- Contributed by
- Braintree Library
- People in story:
- Barrie Watkins
- Location of story:
- Background to story:
- Royal Navy
- Article ID:
- Contributed on:
- 11 November 2004
Archie and his friend Lofty on the corvette "Dittany" in 1944
I am still very proud of the bravery shown by my step father, Archie. Like many serving sailors his actions benefited many and yet the injuries he suffered affected the rest of his life.
In fact, it was whilst he was in White Courts Hospital in Braintree undergoing treatment for bad back injuries that my mother met him.

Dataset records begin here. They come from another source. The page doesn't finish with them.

use axum::Json;
use quietfinder_core::campus::MapConfig;

use crate::response::DataResponse;

/// GET /api/v1/map
///
/// Static campus map setup: center, bounds, zoom range, tiles and icons.
pub async fn get_map_config() -> Json<DataResponse<MapConfig>> {
    Json(DataResponse {
        data: MapConfig::campus(),
    })
}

He had been serving as a Royal Navy Petty Officer on Operation Dynamo, assisting in the rescue of troops from Dunkirk. His minesweeper, the Fitzroy successfully rescued 900 men. He served on minesweepers for most of the war and it was on the Fitzroy that he incurred his injuries when in 1941 it hit a mine. One man was killed and ten were injured. Archie was transferred to another minesweeper, The Hambleton. This took part in Operation Torch, part of the North African Campaign. The Hambleton was damaged by a torpedo and Archie was again transferred, this time onto the corvettes in the Atlantic. These corvettes were used to protect the liberty ships bringing essential supplies to England and Russia for the war effort. Archie continued serving in this way until the end of the war.
My step father was medically discharged at the end of the war but his war injuries were to affect him until the end of his life. He worked as a plumber until 1954 when his injuries forced him to give up. He then moved on to work in a plastics factory where he could sit and work. However in 1960 he had to start using a wheelchair which he continued until he died in 1979.